For each line below that contains the string "ServiceInfo", copy that line.
+ + +
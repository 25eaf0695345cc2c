//! Node configuration.

use std::collections::BTreeMap;
use std::time::Duration;

use twin_net::messages::ServiceInfo;

/// Default bound on establishing a peer connection.
pub const DEFAULT_DIAL_TIMEOUT: Duration = Duration::from_secs(3);

/// Default bound on a forwarded event's round trip.
pub const DEFAULT_CALL_TIMEOUT: Duration = Duration::from_secs(10);

/// Configuration for one cluster node.
#[derive(Debug, Clone)]
pub struct RuntimeConfig {
    /// Node name, unique within the cluster (e.g. `"node-a"`).
    pub name: String,
    /// Application the node serves.
    pub app_id: String,
    /// Host advertised to peers.
    pub host: String,
    /// Port advertised to peers.
    pub port: u16,
    /// Optional NATS URL override (defaults to `NATS_URL` env or localhost).
    pub nats_url: Option<String>,
    pub dial_timeout: Duration,
    pub call_timeout: Duration,
    /// Nodes the placement oracle distributes entities over. Empty means
    /// this node owns everything.
    pub placement_nodes: Vec<String>,
}

impl RuntimeConfig {
    /// Create a config with defaults for everything but the name.
    #[must_use]
    pub fn new(name: impl Into<String>) -> Self {
        Self {
            name: name.into(),
            app_id: "core".to_string(),
            host: "127.0.0.1".to_string(),
            port: 4222,
            nats_url: None,
            dial_timeout: DEFAULT_DIAL_TIMEOUT,
            call_timeout: DEFAULT_CALL_TIMEOUT,
            placement_nodes: Vec::new(),
        }
    }

    #[must_use]
    pub fn with_app_id(mut self, app_id: impl Into<String>) -> Self {
        self.app_id = app_id.into();
        self
    }

    /// Set the address peers use to reach this node.
    #[must_use]
    pub fn with_advertise(mut self, host: impl Into<String>, port: u16) -> Self {
        self.host = host.into();
        self.port = port;
        self
    }

    /// Override the NATS URL for this node.
    #[must_use]
    pub fn with_nats_url(mut self, url: impl Into<String>) -> Self {
        self.nats_url = Some(url.into());
        self
    }

    #[must_use]
    pub fn with_dial_timeout(mut self, timeout: Duration) -> Self {
        self.dial_timeout = timeout;
        self
    }

    #[must_use]
    pub fn with_call_timeout(mut self, timeout: Duration) -> Self {
        self.call_timeout = timeout;
        self
    }

    #[must_use]
    pub fn with_placement_nodes<I, S>(mut self, nodes: I) -> Self
    where
        I: IntoIterator<Item = S>,
        S: Into<String>,
    {
        self.placement_nodes = nodes.into_iter().map(Into::into).collect();
        self
    }

    /// The NATS URL to connect to.
    #[must_use]
    pub fn nats_url(&self) -> String {
        twin_net::connection::resolve_url(self.nats_url.as_deref())
    }

    /// How this node presents itself to discovery.
    #[must_use]
    pub fn service_info(&self) -> ServiceInfo {
        ServiceInfo {
            name: self.name.clone(),
            app_id: self.app_id.clone(),
            host: self.host.clone(),
            port: self.port,
            metadata: BTreeMap::new(),
        }
    }
}

#[cfg(test)]
mod tests {
    use super::*;

    #[test]
    fn test_defaults() {
        let cfg = RuntimeConfig::new("node-a");
        assert_eq!(cfg.name, "node-a");
        assert_eq!(cfg.dial_timeout, DEFAULT_DIAL_TIMEOUT);
        assert!(cfg.placement_nodes.is_empty());
        assert!(cfg.nats_url.is_none());
    }

    #[test]
    fn test_builder() {
        let cfg = RuntimeConfig::new("node-a")
            .with_app_id("twins")
            .with_advertise("10.0.0.1", 4300)
            .with_nats_url("nats://broker:4222")
            .with_call_timeout(Duration::from_millis(500))
            .with_placement_nodes(["node-a", "node-b"]);
        assert_eq!(cfg.nats_url(), "nats://broker:4222");
        assert_eq!(cfg.call_timeout, Duration::from_millis(500));
        assert_eq!(cfg.placement_nodes, ["node-a", "node-b"]);

        let info = cfg.service_info();
        assert_eq!(info.app_id, "twins");
        assert_eq!(info.address(), "nats://10.0.0.1:4300");
    }
}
+ + +
- _TASK RESPONSE_
use twin_net::messages::ServiceInfo;
    pub fn service_info(&self) -> ServiceInfo {
        ServiceInfo {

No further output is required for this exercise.